SARS COV-2 has a particular affinity for ACE-2 receptors. These are in abundance in type 2 alveolar cells. After gaining entry into the type 2 receptor cells there is diffuse alveolar damage resulting in exudation into the alveolar spaces.[1],[2]

This appears on Chest radiographs X-rays as a diffuse haziness obscuring vascular markings, akin to the well documented ground-glass densities seen on CT scans.[3] With further progression in alveolar cell apoptosis the exudation may result in denser opacities on the X-ray appearing as consolidations. These consolidations do not incite sympathetic effusions or internal cavitation as may occur with bacterial pneumonias. Occasionally reticular opacities may be seen on the X-ray as linear bands due to septal/alveolar thickening due to inflammation.

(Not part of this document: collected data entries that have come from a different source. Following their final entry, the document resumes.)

//! Notification Store Configuration
//!
//! Settings read from the `[notifications]` config section and CLI flags,
//! and the bridge from those settings to a built store.

use std::time::Duration;
use serde::{Deserialize, Serialize};

use crate::notifications::error::{NotificationError, NotificationResult};
use crate::notifications::ids::{IdStrategy, SequentialIds};
use crate::notifications::model::DEFAULT_TTL;
use crate::notifications::store::{NotificationStore, DEFAULT_EVENT_CAPACITY};

/// Store settings
#[derive(Debug, Clone, PartialEq, Serialize, Deserialize)]
pub struct NotificationConfig {
    /// Time-to-live for `add` without an explicit ttl; zero disables expiry
    pub default_ttl_ms: u64,
    #[serde(with = "id_strategy_serde")]
    pub id_strategy: IdStrategy,
    /// Prefix for sequential ids
    pub id_prefix: String,
    /// Change feed capacity
    pub event_capacity: usize,
}

impl Default for NotificationConfig {
    fn default() -> Self {
        Self {
            default_ttl_ms: DEFAULT_TTL.as_millis() as u64,
            id_strategy: IdStrategy::default(),
            id_prefix: SequentialIds::DEFAULT_PREFIX.to_string(),
            event_capacity: DEFAULT_EVENT_CAPACITY,
        }
    }
}

impl NotificationConfig {
    pub fn default_ttl(&self) -> Duration {
        Duration::from_millis(self.default_ttl_ms)
    }

    pub fn validate(&self) -> NotificationResult<()> {
        if self.event_capacity == 0 {
            return Err(NotificationError::invalid_setting("event-capacity", "0"));
        }
        if self.id_strategy == IdStrategy::Sequential && self.id_prefix.trim().is_empty() {
            return Err(NotificationError::invalid_setting("id-prefix", self.id_prefix.clone()));
        }
        Ok(())
    }

    /// Build a store on the current tokio runtime
    pub fn build_store(&self) -> NotificationResult<NotificationStore> {
        self.validate()?;
        NotificationStore::builder()
            .default_ttl(self.default_ttl())
            .id_generator(self.id_strategy.generator(&self.id_prefix))
            .event_capacity(self.event_capacity)
            .build()
    }
}

mod id_strategy_serde {
    use serde::{Deserialize, Deserializer, Serializer};
    use crate::notifications::ids::IdStrategy;

    pub fn serialize<S: Serializer>(strategy: &IdStrategy, serializer: S) -> Result<S::Ok, S::Error> {
        serializer.serialize_str(strategy.as_str())
    }

    pub fn deserialize<'de, D: Deserializer<'de>>(deserializer: D) -> Result<IdStrategy, D::Error> {
        let value = String::deserialize(deserializer)?;
        value.parse().map_err(serde::de::Error::custom)
    }
}
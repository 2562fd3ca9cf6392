// Logging for toastq
// Text or JSON lines on stderr and/or a log file, each destination with its own level.
//
// Example usage:
// ```
// let config = LogConfig {
//     console_level: LevelFilter::Info,
//     file_level: Some(LevelFilter::Debug),
//     format: LogFormat::Json,
//     destination: LogDestination::Both(PathBuf::from("toastq.log")),
// };
// init_logger(config)?;
// log::info!("Notification store ready");
// ```

use log::{Level, LevelFilter};
use serde::{Deserialize, Serialize};
use chrono::{DateTime, Local};
use parking_lot::Mutex;
use std::fs::{File, OpenOptions};
use std::io::{self, Write};
use std::path::{Path, PathBuf};
use anyhow::{Context, Result};

/// Log output format options
#[derive(Debug, Clone, Copy, PartialEq)]
pub enum LogFormat {
    Text,
    Json,
}

impl std::str::FromStr for LogFormat {
    type Err = String;

    fn from_str(s: &str) -> std::result::Result<Self, Self::Err> {
        match s.to_lowercase().as_str() {
            "text" => Ok(LogFormat::Text),
            "json" => Ok(LogFormat::Json),
            _ => Err(format!("Invalid log format: {}. Valid options: text, json", s)),
        }
    }
}

impl std::fmt::Display for LogFormat {
    fn fmt(&self, f: &mut std::fmt::Formatter<'_>) -> std::fmt::Result {
        match self {
            LogFormat::Text => f.write_str("text"),
            LogFormat::Json => f.write_str("json"),
        }
    }
}

/// Log destination options
#[derive(Debug, Clone, PartialEq)]
pub enum LogDestination {
    Console,
    File(PathBuf),
    Both(PathBuf),
}

impl LogDestination {
    fn writes_console(&self) -> bool {
        !matches!(self, LogDestination::File(_))
    }

    fn file_path(&self) -> Option<&Path> {
        match self {
            LogDestination::Console => None,
            LogDestination::File(path) | LogDestination::Both(path) => Some(path),
        }
    }
}

/// JSON log entry structure
#[derive(Debug, Serialize, Deserialize)]
pub struct JsonLogEntry {
    pub timestamp: String,
    pub level: String,
    pub message: String,
    #[serde(skip_serializing_if = "Option::is_none")]
    pub detail: Option<serde_json::Value>,
}

/// Logging configuration
#[derive(Debug, Clone)]
pub struct LogConfig {
    pub console_level: LevelFilter,
    pub file_level: Option<LevelFilter>,
    pub format: LogFormat,
    pub destination: LogDestination,
}

impl Default for LogConfig {
    fn default() -> Self {
        Self {
            console_level: LevelFilter::Info,
            file_level: None,
            format: LogFormat::Text,
            destination: LogDestination::Console,
        }
    }
}

impl LogConfig {
    /// Most verbose level any destination accepts
    pub fn max_level(&self) -> LevelFilter {
        match self.file_level {
            Some(file_level) => file_level.max(self.console_level),
            None => self.console_level,
        }
    }
}

/// Logger writing formatted records to the configured destinations
pub struct ToastqLogger {
    config: LogConfig,
    file: Mutex<Option<File>>,
}

impl ToastqLogger {
    pub fn new(config: LogConfig) -> Self {
        Self {
            config,
            file: Mutex::new(None),
        }
    }

    fn format_timestamp() -> String {
        let now: DateTime<Local> = Local::now();
        now.format("%Y-%m-%d %H:%M:%S").to_string()
    }

    fn format_text_message(&self, level: Level, message: &str) -> String {
        format!("{} [{}] {}", Self::format_timestamp(), level.to_string().to_uppercase(), message)
    }

    /// JSON line; records from this crate carry their module path in `detail`
    fn format_json_message(&self, level: Level, target: &str, message: &str) -> Result<String> {
        let detail = target
            .starts_with("toastq::")
            .then(|| serde_json::json!({ "module": target }));
        let entry = JsonLogEntry {
            timestamp: Self::format_timestamp(),
            level: level.to_string().to_uppercase(),
            message: message.to_string(),
            detail,
        };

        serde_json::to_string(&entry)
            .context("Failed to serialize log entry to JSON")
    }

    fn format_record(&self, record: &log::Record) -> String {
        let message = record.args().to_string();
        match self.config.format {
            LogFormat::Text => self.format_text_message(record.level(), &message),
            LogFormat::Json => self
                .format_json_message(record.level(), record.target(), &message)
                .unwrap_or_else(|e| {
                    eprintln!("JSON formatting error: {}. Falling back to text format.", e);
                    self.format_text_message(record.level(), &message)
                }),
        }
    }

    fn should_log_to_console(&self, level: Level) -> bool {
        self.config.destination.writes_console() && level <= self.config.console_level
    }

    fn should_log_to_file(&self, level: Level) -> bool {
        match (self.config.destination.file_path(), self.config.file_level) {
            (Some(_), Some(file_level)) => level <= file_level,
            _ => false,
        }
    }

    fn write_to_console(&self, formatted_message: &str) -> Result<()> {
        writeln!(io::stderr(), "{}", formatted_message)
            .context("Failed to write to console")
    }

    /// Append a line, opening the file on first use
    fn write_to_file(&self, formatted_message: &str, file_path: &Path) -> Result<()> {
        let mut guard = self.file.lock();
        if guard.is_none() {
            let file = OpenOptions::new()
                .create(true)
                .append(true)
                .open(file_path)
                .with_context(|| format!("Failed to open log file: {}", file_path.display()))?;
            *guard = Some(file);
        }

        match guard.as_mut() {
            Some(file) => writeln!(file, "{}", formatted_message).context("Failed to write to log file"),
            None => Ok(()),
        }
    }
}

impl log::Log for ToastqLogger {
    fn enabled(&self, metadata: &log::Metadata) -> bool {
        self.should_log_to_console(metadata.level()) ||
        self.should_log_to_file(metadata.level())
    }

    fn log(&self, record: &log::Record) {
        if !self.enabled(record.metadata()) {
            return;
        }

        let level = record.level();
        let formatted_message = self.format_record(record);

        if self.should_log_to_console(level) {
            if let Err(e) = self.write_to_console(&formatted_message) {
                eprintln!("Console logging error: {}", e);
            }
        }

        if let (true, Some(path)) = (self.should_log_to_file(level), self.config.destination.file_path()) {
            if let Err(e) = self.write_to_file(&formatted_message, path) {
                eprintln!("File logging error: {}", e);
                // File-only logging must not go silent
                if !self.config.destination.writes_console() {
                    let _ = self.write_to_console(&formatted_message);
                }
            }
        }
    }

    fn flush(&self) {
        let _ = io::stderr().flush();
        if let Some(file) = self.file.lock().as_mut() {
            let _ = file.flush();
        }
    }
}

/// Initialize the logging system with the given configuration
pub fn init_logger(config: LogConfig) -> Result<()> {
    let max_level = config.max_level();

    log::set_boxed_logger(Box::new(ToastqLogger::new(config)))
        .context("Failed to set global logger")?;

    log::set_max_level(max_level);

    Ok(())
}

/// Convert string to LevelFilter
pub fn parse_log_level(level_str: &str) -> Result<LevelFilter> {
    match level_str.to_lowercase().as_str() {
        "error" => Ok(LevelFilter::Error),
        "warn" => Ok(LevelFilter::Warn),
        "info" => Ok(LevelFilter::Info),
        "debug" => Ok(LevelFilter::Debug),
        "trace" => Ok(LevelFilter::Trace),
        "off" => Ok(LevelFilter::Off),
        _ => Err(anyhow::anyhow!("Invalid log level: {}. Valid levels: error, warn, info, debug, trace, off", level_str)),
    }
}
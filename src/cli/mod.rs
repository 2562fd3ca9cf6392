//! CLI module containing argument parsing and validation

pub mod args;

pub use args::Args;
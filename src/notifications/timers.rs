//! Timer Supervisor
//!
//! Owns one cancellable countdown per notification id. A countdown moves from
//! `Armed` to exactly one of `Fired` or `Cancelled`:
//!
//! - the expiry callback only acts if `fire` accepts its ticket, and `fire`
//!   accepts a ticket at most once;
//! - `cancel` and `cancel_all` forget the ticket before returning, so a
//!   callback already woken but not yet run is rejected by `fire`.
//!
//! The supervisor lives inside the store's lock, which makes both checks
//! atomic with respect to store operations.

use std::collections::HashMap;
use std::fmt;
use std::time::Duration;
use log::trace;
use tokio::runtime::Handle;
use tokio::time::Instant;
use tokio_util::sync::CancellationToken;

use crate::notifications::model::NotificationId;

/// Lifecycle of a single countdown
#[derive(Debug, Clone, Copy, PartialEq, Eq)]
pub enum TimerState {
    Armed,
    Fired,
    Cancelled,
}

impl fmt::Display for TimerState {
    fn fmt(&self, f: &mut fmt::Formatter<'_>) -> fmt::Result {
        let name = match self {
            TimerState::Armed => "armed",
            TimerState::Fired => "fired",
            TimerState::Cancelled => "cancelled",
        };
        f.write_str(name)
    }
}

/// Identifies one arming of a countdown
#[derive(Debug, Clone, Copy, PartialEq, Eq, Hash)]
pub struct TimerTicket(u64);

/// Counters describing supervisor activity
#[derive(Debug, Clone, Copy, Default, PartialEq, Eq)]
pub struct TimerStats {
    /// Countdowns currently running
    pub armed: usize,
    /// Countdowns that reached their deadline and triggered removal
    pub fired: u64,
    /// Countdowns stopped before they could fire
    pub cancelled: u64,
}

struct ArmedTimer {
    ticket: TimerTicket,
    deadline: Instant,
    token: CancellationToken,
}

/// Map of notification id to its running countdown
pub(crate) struct TimerSupervisor {
    armed: HashMap<NotificationId, ArmedTimer>,
    root: CancellationToken,
    next_ticket: u64,
    fired: u64,
    cancelled: u64,
}

impl TimerSupervisor {
    pub fn new() -> Self {
        Self {
            armed: HashMap::new(),
            root: CancellationToken::new(),
            next_ticket: 1,
            fired: 0,
            cancelled: 0,
        }
    }

    /// Start a countdown for `id` on `runtime`.
    ///
    /// When the deadline passes, `on_expiry` runs on the runtime with the id
    /// and ticket; it must call back into `fire` (through the store) before
    /// acting. Re-arming an id cancels its previous countdown.
    ///
    /// Returns `None` without arming when `ttl` reaches past the end of the
    /// clock's range; such a countdown could never fire.
    pub fn arm<F>(&mut self, runtime: &Handle, id: NotificationId, ttl: Duration, on_expiry: F) -> Option<TimerTicket>
    where
        F: FnOnce(NotificationId, TimerTicket) + Send + 'static,
    {
        self.cancel(&id);

        // Deadline is taken from the runtime's clock now, not when the task is first polled
        let _guard = runtime.enter();
        let Some(deadline) = Instant::now().checked_add(ttl) else {
            trace!("Timer for '{}' not armed: {:?} is beyond the clock range", id, ttl);
            return None;
        };

        let ticket = TimerTicket(self.next_ticket);
        self.next_ticket += 1;

        let token = self.root.child_token();
        let task_token = token.clone();
        let task_id = id.clone();

        runtime.spawn(async move {
            tokio::select! {
                _ = task_token.cancelled() => {}
                _ = tokio::time::sleep_until(deadline) => on_expiry(task_id, ticket),
            }
        });

        trace!("Timer {:?} for '{}' {} ({:?})", ticket, id, TimerState::Armed, ttl);
        self.armed.insert(id, ArmedTimer { ticket, deadline, token });
        Some(ticket)
    }

    /// Accept an expiry callback. Returns true only for the ticket currently
    /// armed for `id`; the countdown is then discarded.
    pub fn fire(&mut self, id: &NotificationId, ticket: TimerTicket) -> bool {
        match self.armed.get(id) {
            Some(timer) if timer.ticket == ticket => {
                self.armed.remove(id);
                self.fired += 1;
                trace!("Timer {:?} for '{}' {}", ticket, id, TimerState::Fired);
                true
            }
            _ => {
                trace!("Ignoring stale timer {:?} for '{}'", ticket, id);
                false
            }
        }
    }

    /// Stop the countdown for `id`, if one is armed
    pub fn cancel(&mut self, id: &NotificationId) -> bool {
        match self.armed.remove(id) {
            Some(timer) => {
                timer.token.cancel();
                self.cancelled += 1;
                trace!("Timer {:?} for '{}' {}", timer.ticket, id, TimerState::Cancelled);
                true
            }
            None => false,
        }
    }

    /// Stop every armed countdown, returning how many were stopped
    pub fn cancel_all(&mut self) -> usize {
        let count = self.armed.len();
        for (_, timer) in self.armed.drain() {
            timer.token.cancel();
        }
        self.cancelled += count as u64;
        if count > 0 {
            trace!("Cancelled {} armed timers", count);
        }
        count
    }

    pub fn is_armed(&self, id: &NotificationId) -> bool {
        self.armed.contains_key(id)
    }

    /// Deadline of the countdown armed for `id`
    pub fn deadline(&self, id: &NotificationId) -> Option<Instant> {
        self.armed.get(id).map(|timer| timer.deadline)
    }

    pub fn stats(&self) -> TimerStats {
        TimerStats {
            armed: self.armed.len(),
            fired: self.fired,
            cancelled: self.cancelled,
        }
    }
}

impl Drop for TimerSupervisor {
    fn drop(&mut self) {
        self.root.cancel();
    }
}

#[cfg(test)]
mod tests {
    use super::*;
    use std::sync::Arc;
    use parking_lot::Mutex;

    async fn settle() {
        for _ in 0..8 {
            tokio::task::yield_now().await;
        }
    }

    #[test]
    fn test_timer_state_names() {
        assert_eq!(TimerState::Armed.to_string(), "armed");
        assert_eq!(TimerState::Fired.to_string(), "fired");
        assert_eq!(TimerState::Cancelled.to_string(), "cancelled");
    }

    #[tokio::test(start_paused = true)]
    async fn test_expiry_callback_runs_after_deadline() {
        let supervisor = Arc::new(Mutex::new(TimerSupervisor::new()));
        let expired = Arc::new(Mutex::new(Vec::new()));

        let sink = Arc::clone(&expired);
        supervisor.lock().arm(
            &Handle::current(),
            "a".into(),
            Duration::from_millis(50),
            move |id, ticket| sink.lock().push((id, ticket)),
        );

        tokio::time::advance(Duration::from_millis(49)).await;
        settle().await;
        assert!(expired.lock().is_empty());

        tokio::time::advance(Duration::from_millis(2)).await;
        settle().await;
        let calls = expired.lock().clone();
        assert_eq!(calls.len(), 1);

        let (id, ticket) = &calls[0];
        let mut supervisor = supervisor.lock();
        assert!(supervisor.fire(id, *ticket));
        assert!(!supervisor.fire(id, *ticket), "a ticket fires at most once");
        assert_eq!(supervisor.stats(), TimerStats { armed: 0, fired: 1, cancelled: 0 });
    }

    #[tokio::test(start_paused = true)]
    async fn test_cancelled_timer_never_calls_back() {
        let mut supervisor = TimerSupervisor::new();
        let expired = Arc::new(Mutex::new(0usize));

        let sink = Arc::clone(&expired);
        supervisor.arm(&Handle::current(), "a".into(), Duration::from_millis(10), move |_, _| {
            *sink.lock() += 1;
        });
        assert!(supervisor.is_armed(&"a".into()));
        assert!(supervisor.cancel(&"a".into()));
        assert!(!supervisor.cancel(&"a".into()));

        tokio::time::advance(Duration::from_secs(60)).await;
        settle().await;
        assert_eq!(*expired.lock(), 0);
        assert_eq!(supervisor.stats().cancelled, 1);
    }

    #[tokio::test(start_paused = true)]
    async fn test_stale_ticket_rejected_after_cancel_all() {
        let mut supervisor = TimerSupervisor::new();
        let ticket = supervisor.arm(&Handle::current(), "a".into(), Duration::from_millis(1), |_, _| {}).unwrap();
        supervisor.arm(&Handle::current(), "b".into(), Duration::from_millis(1), |_, _| {});

        assert_eq!(supervisor.cancel_all(), 2);
        assert!(!supervisor.fire(&"a".into(), ticket));
        assert_eq!(supervisor.stats(), TimerStats { armed: 0, fired: 0, cancelled: 2 });
    }

    #[tokio::test(start_paused = true)]
    async fn test_rearm_replaces_previous_ticket() {
        let mut supervisor = TimerSupervisor::new();
        let first = supervisor.arm(&Handle::current(), "a".into(), Duration::from_millis(5), |_, _| {}).unwrap();
        let second = supervisor.arm(&Handle::current(), "a".into(), Duration::from_millis(5), |_, _| {}).unwrap();

        assert_ne!(first, second);
        assert!(!supervisor.fire(&"a".into(), first));
        assert!(supervisor.fire(&"a".into(), second));
    }

    #[tokio::test(start_paused = true)]
    async fn test_deadline_uses_arming_time() {
        let mut supervisor = TimerSupervisor::new();
        let before = Instant::now();
        supervisor.arm(&Handle::current(), "a".into(), Duration::from_millis(100), |_, _| {});
        assert_eq!(supervisor.deadline(&"a".into()), Some(before + Duration::from_millis(100)));
        assert_eq!(supervisor.deadline(&"missing".into()), None);
    }

    #[tokio::test(start_paused = true)]
    async fn test_unreachable_deadline_is_not_armed() {
        let mut supervisor = TimerSupervisor::new();
        supervisor.arm(&Handle::current(), "a".into(), Duration::from_millis(5), |_, _| {});

        let ticket = supervisor.arm(&Handle::current(), "a".into(), Duration::MAX, |_, _| {});
        assert!(ticket.is_none());
        assert!(!supervisor.is_armed(&"a".into()));
        assert_eq!(supervisor.stats(), TimerStats { armed: 0, fired: 0, cancelled: 1 });
    }
}
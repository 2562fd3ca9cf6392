use clap::Parser;
use anyhow::Result;
use std::path::PathBuf;
use log::{debug, info};

use crate::display::OutputFormat;
use crate::notifications::IdStrategy;

/// Transient notification scenario runner
#[derive(Parser, Debug)]
#[command(name = "toastq")]
#[command(about = "Replays notification scenarios against an in-memory store with expiry timers")]
#[command(version)]
pub struct Args {
    /// Scenario file (TOML); the built-in example runs when omitted
    #[arg(value_name = "SCRIPT")]
    pub script: Option<PathBuf>,

    /// Verbose output (debug level logging)
    #[arg(short, long)]
    pub verbose: bool,

    /// Quiet output (error level logging only)
    #[arg(short, long)]
    pub quiet: bool,

    /// Debug output (trace level logging)
    #[arg(long)]
    pub debug: bool,

    /// Log format: text or json
    #[arg(long, value_name = "FORMAT", default_value = "text")]
    pub log_format: String,

    /// Log file path for file output
    #[arg(long, value_name = "FILE")]
    pub log_file: Option<PathBuf>,

    /// Log level for file output (independent of console level)
    #[arg(long, value_name = "LEVEL")]
    pub log_file_level: Option<String>,

    /// Configuration file path
    #[arg(long, value_name = "FILE")]
    pub config_file: Option<PathBuf>,

    /// Configuration section name
    #[arg(long, value_name = "SECTION")]
    pub config_name: Option<String>,

    // ============ NOTIFICATION SETTINGS ============

    /// Lifetime in milliseconds for steps that give no ttl (0 = persistent)
    #[arg(long = "default-ttl", value_name = "MS")]
    pub default_ttl: Option<u64>,

    /// Id generation strategy: sequential or uuid
    #[arg(long = "ids", value_name = "STRATEGY")]
    pub ids: Option<String>,

    // ============ OUTPUT ============

    /// Snapshot output: text or json
    #[arg(long, value_name = "FORMAT")]
    pub output: Option<String>,

    /// Disable coloured output
    #[arg(long = "no-color")]
    pub no_color: bool,

    /// Write the effective configuration to FILE and exit
    #[arg(long = "export-config", value_name = "FILE")]
    pub export_config: Option<PathBuf>,
}

/// Parse command line arguments
pub fn parse_args() -> Args {
    debug!("Parsing command line arguments");
    let args = Args::parse();
    debug!("Parsed CLI arguments: {:?}", args);
    args
}

/// Validate CLI argument combinations
pub fn validate_args(args: &Args) -> Result<()> {
    debug!("Validating CLI argument combinations");

    let log_flags_count = [args.verbose, args.quiet, args.debug]
        .iter()
        .filter(|&&flag| flag)
        .count();

    if log_flags_count > 1 {
        return Err(anyhow::anyhow!(
            "Conflicting log level flags: only one of --verbose, --quiet, or --debug may be specified"
        ));
    }

    match args.log_format.to_lowercase().as_str() {
        "text" | "json" => {},
        _ => return Err(anyhow::anyhow!(
            "Invalid log format '{}'. Valid options: text, json", args.log_format
        )),
    }

    if let Some(ref level) = args.log_file_level {
        match level.to_lowercase().as_str() {
            "error" | "warn" | "info" | "debug" | "trace" => {},
            _ => return Err(anyhow::anyhow!(
                "Invalid log file level '{}'. Valid levels: error, warn, info, debug, trace", level
            )),
        }
    }

    if args.log_file_level.is_some() && args.log_file.is_none() {
        return Err(anyhow::anyhow!(
            "--log-file-level requires --log-file to be specified"
        ));
    }

    if let Some(ref ids) = args.ids {
        ids.parse::<IdStrategy>()
            .map_err(|_| anyhow::anyhow!("Invalid id strategy '{}'. Valid options: sequential, uuid", ids))?;
    }

    if let Some(ref output) = args.output {
        output.parse::<OutputFormat>().map_err(|e| anyhow::anyhow!(e))?;
    }

    info!("CLI arguments validated successfully");
    Ok(())
}

#[cfg(test)]
mod tests {
    use super::*;

    /// Create Args with default values for testing
    fn create_test_args() -> Args {
        Args {
            script: None,
            verbose: false,
            quiet: false,
            debug: false,
            log_format: "text".to_string(),
            log_file: None,
            log_file_level: None,
            config_file: None,
            config_name: None,
            default_ttl: None,
            ids: None,
            output: None,
            no_color: false,
            export_config: None,
        }
    }

    #[test]
    fn test_clap_parsing() {
        let args = Args::try_parse_from([
            "toastq", "--default-ttl", "250", "--ids", "uuid", "--output", "json", "--no-color", "demo.toml",
        ]).unwrap();

        assert_eq!(args.script, Some(PathBuf::from("demo.toml")));
        assert_eq!(args.default_ttl, Some(250));
        assert_eq!(args.ids.as_deref(), Some("uuid"));
        assert_eq!(args.output.as_deref(), Some("json"));
        assert!(args.no_color);
        assert_eq!(args.log_format, "text");
    }

    #[test]
    fn test_clap_rejects_non_numeric_ttl() {
        assert!(Args::try_parse_from(["toastq", "--default-ttl", "soon"]).is_err());
    }

    #[test]
    fn test_validate_args_success() {
        let args = Args {
            verbose: true,
            log_format: "json".to_string(),
            ids: Some("sequential".to_string()),
            output: Some("text".to_string()),
            ..create_test_args()
        };
        assert!(validate_args(&args).is_ok());
    }

    #[test]
    fn test_validate_args_conflicting_flags() {
        let args = Args {
            verbose: true,
            quiet: true,
            ..create_test_args()
        };
        assert!(validate_args(&args).is_err());
    }

    #[test]
    fn test_validate_args_invalid_format() {
        let args = Args {
            log_format: "invalid".to_string(),
            ..create_test_args()
        };
        assert!(validate_args(&args).is_err());
    }

    #[test]
    fn test_validate_args_file_level_without_file() {
        let args = Args {
            log_file_level: Some("debug".to_string()),
            ..create_test_args()
        };
        assert!(validate_args(&args).is_err());

        let args = Args {
            log_file: Some(PathBuf::from("/tmp/toastq.log")),
            log_file_level: Some("debug".to_string()),
            ..create_test_args()
        };
        assert!(validate_args(&args).is_ok());
    }

    #[test]
    fn test_validate_args_unknown_strategy_and_output() {
        let args = Args {
            ids: Some("random".to_string()),
            ..create_test_args()
        };
        assert!(validate_args(&args).is_err());

        let args = Args {
            output: Some("yaml".to_string()),
            ..create_test_args()
        };
        assert!(validate_args(&args).is_err());
    }
}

The distribution of abnormalities is usually in the lung bases as well as in the periphery.[1],[2] [Figure 1], [Figure 2], [Figure 3], [Figure 4], [Figure 5], [Figure 6], [Figure 7], [Figure 8], [Figure 9], [Figure 10], [Figure 11], [Figure 12].
Figure 1: Chest radiograph PA view of RT-PCR proven COVID positive patient showing patchy opacities in bilateral mid and lower zones predominantly involving the peripheral lung fields (left more than right)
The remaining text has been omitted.